> [INPUT FOR THIS TASK]:
=== Section Start ===
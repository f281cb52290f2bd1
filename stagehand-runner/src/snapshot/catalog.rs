//! Backup catalog
//!
//! JSON list of every selectable backup. An entry is only written after its
//! directory is complete, so anything listed here can be restored.

use stagehand_core::domain::backup::Backup;
use std::io;
use std::path::{Path, PathBuf};

use crate::fsutil;

#[derive(Debug, Clone)]
pub struct BackupCatalog {
    path: PathBuf,
}

impl BackupCatalog {
    pub fn new(path: impl Into<PathBuf>) -> Self {
        Self { path: path.into() }
    }

    pub fn path(&self) -> &Path {
        &self.path
    }

    /// Takes the catalog's cross-process lock for a read-modify-write
    pub fn lock(&self) -> io::Result<fsutil::FileLock> {
        fsutil::FileLock::acquire(&self.path)
    }

    /// Reads all entries; a missing catalog is empty
    pub fn load(&self) -> io::Result<Vec<Backup>> {
        match std::fs::read(&self.path) {
            Ok(bytes) => serde_json::from_slice(&bytes)
                .map_err(|e| io::Error::new(io::ErrorKind::InvalidData, e)),
            Err(e) if e.kind() == io::ErrorKind::NotFound => Ok(Vec::new()),
            Err(e) => Err(e),
        }
    }

    pub fn save(&self, entries: &[Backup]) -> io::Result<()> {
        let json = serde_json::to_vec_pretty(entries)
            .map_err(|e| io::Error::new(io::ErrorKind::InvalidData, e))?;
        fsutil::write_atomic(&self.path, &json)
    }
}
=== Section End ===
> [WHAT TO DO]:
What is needed is an exact transcription of all the data.

> [ANSWER FOR THIS EXERCISE]:
repository f281cb52290f2bd1
filename stagehand-runner/src/snapshot/catalog.rs
//! Backup catalog
//!
//! JSON list of every selectable backup. An entry is only written after its
//! directory is complete, so anything listed here can be restored.

use stagehand_core::domain::backup::Backup;
use std::io;
use std::path::{Path, PathBuf};

use crate::fsutil;

#[derive(Debug, Clone)]
pub struct BackupCatalog {
    path: PathBuf,
}

impl BackupCatalog {
    pub fn new(path: impl Into<PathBuf>) -> Self {
        Self { path: path.into() }
    }

    pub fn path(&self) -> &Path {
        &self.path
    }

    /// Takes the catalog's cross-process lock for a read-modify-write
    pub fn lock(&self) -> io::Result<fsutil::FileLock> {
        fsutil::FileLock::acquire(&self.path)
    }

    /// Reads all entries; a missing catalog is empty
    pub fn load(&self) -> io::Result<Vec<Backup>> {
        match std::fs::read(&self.path) {
            Ok(bytes) => serde_json::from_slice(&bytes)
                .map_err(|e| io::Error::new(io::ErrorKind::InvalidData, e)),
            Err(e) if e.kind() == io::ErrorKind::NotFound => Ok(Vec::new()),
            Err(e) => Err(e),
        }
    }

    pub fn save(&self, entries: &[Backup]) -> io::Result<()> {
        let json = serde_json::to_vec_pretty(entries)
            .map_err(|e| io::Error::new(io::ErrorKind::InvalidData, e))?;
        fsutil::write_atomic(&self.path, &json)
    }
}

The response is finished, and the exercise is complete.